Além disso, em meio à discussão sobre o retorno às aulas presenciais, fica posta explicita ou implicitamente a relevância da atuação do/a professor/a para favorecer não apenas a construção de conhecimentos, mas para possibilitar o desenvolvimento integral de crianças, adolescentes e jovens na sociedade contemporânea. Deste modo, pode-se concluir, como afirma também a professora Márcia Ângela Aguiar, que “…o professor é insubstituível.
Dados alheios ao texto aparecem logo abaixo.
// SPDX-License-Identifier: MIT
// Copyright (c) 2026 Alfred Jean LLC

#![allow(clippy::unwrap_used)]

use fieldsync_core::{ItemStatus, ItemType, NewSyncItem};
use yare::parameterized;

use super::*;

/// One completed, one exhausted and one pending item.
fn seeded_store() -> SyncItemStore {
    let store = SyncItemStore::open_in_memory().unwrap();
    let done = store
        .create(NewSyncItem::new("s1", ItemType::Session, "s1"))
        .unwrap();
    store.mark_completed(&done.id).unwrap();
    let dead = store
        .create(NewSyncItem::new("s1", ItemType::Audio, "a1"))
        .unwrap();
    store.mark_exhausted(&dead.id, "audio file not found").unwrap();
    store
        .create(NewSyncItem::new("s1", ItemType::SensorData, "d1"))
        .unwrap();
    store
}

#[parameterized(
    neither_flag_means_both = { false, false, 1, 1 },
    completed_only = { true, false, 1, 0 },
    expired_only = { false, true, 0, 1 },
    both_flags = { true, true, 1, 1 },
)]
fn cleanup_selects_classes(
    completed: bool,
    expired: bool,
    want_completed: usize,
    want_expired: usize,
) {
    let store = seeded_store();

    let cleaned = cleanup(&store, completed, expired).unwrap();

    assert_eq!(
        cleaned,
        Cleaned {
            completed: want_completed,
            expired: want_expired,
        }
    );
    assert_eq!(
        store.find_all().unwrap().len(),
        3 - want_completed - want_expired
    );
}

#[test]
fn cleanup_never_touches_pending_items() {
    let store = seeded_store();
    cleanup(&store, false, false).unwrap();

    let left = store.find_all().unwrap();
    assert_eq!(left.len(), 1);
    assert_eq!(left[0].status, ItemStatus::Pending);
}

#[test]
fn cleanup_keeps_failed_items_with_retries_left() {
    let store = SyncItemStore::open_in_memory().unwrap();
    let item = store
        .create(NewSyncItem::new("s1", ItemType::Session, "s1").with_max_retries(5))
        .unwrap();
    store.mark_failed(&item.id, "timeout", 1_000).unwrap();

    assert_eq!(cleanup(&store, false, true).unwrap().expired, 0);
    assert_eq!(store.find_all().unwrap().len(), 1);
}

#[test]
fn retry_failed_requeues_exhausted_items() {
    let (_dir, ctx) = crate::commands::tests::temp_context();
    let store = ctx.open_store().unwrap();
    let item = store
        .create(NewSyncItem::new("s1", ItemType::Audio, "a1"))
        .unwrap();
    store.mark_exhausted(&item.id, "gone").unwrap();
    drop(store);

    retry_failed(&ctx).unwrap();

    let item = ctx.open_store().unwrap().get(&item.id).unwrap();
    assert_eq!(item.status, ItemStatus::Pending);
    assert_eq!(item.retry_count, 0);
    assert!(item.error_message.is_none());
}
Alguns querem reduzir o seu papel no processo formativo à suposta reinvenção e adaptação [mas] o professor transforma conscientemente a sua prática educativa à medida que a sociedade se transforma […] Talvez a principal aprendizagem (com a pandemia) tenha sido a de compreender a necessidade de existência de políticas públicas efetivas que garantam condições dignas de vida das famílias dos estudantes, bem como as condições que garantam aos profissionais, aos professores, a formação continuada, planos de carreira e salários dignos”. Portanto, talvez, a comemoração, especialmente neste contexto de pandemia, se expresse em forma de luta por uma sociedade mais justa e humana, que paute, dentre outras questões, a valorização do professor.

Mas falar de valorização de professores, é também falar da valorização da educação, como enfatizou o ex-ministro da Educação e presidente da Fundação Perseu Abramo, Aloizio Mercadante, em entrevista à TV 247 realizada no dia 15 de outubro. Assim, ele nos relembrou da prioridade e centralidade da educação nos governos Lula e Dilma, destacando as ações realizadas nesse período para garantir o “Brasil: pátria educadora”, a saber: “conceber a educação como um todo sistêmico (da educação infantil ao pós-doutorado), o aumento de recursos para a área com crescimento de 207% acima da inflação, o apoio à educação infantil, especialmente ao processo e alfabetização, a criação dos Institutos Tecnológicos Federais e a ampliação da rede federal de educação superior”, bem como “programas como o Pronatec, o Ciência Sem Fronteiras, o novo Enem, o Plano Nacional da Educação, a aprovação da Lei de Cotas e os royalties do petróleo para a educação.” (https://fpabramo.org.br/2020/10/15/mercadante-exalta-paulo-freire-e-valorizacao-docente/).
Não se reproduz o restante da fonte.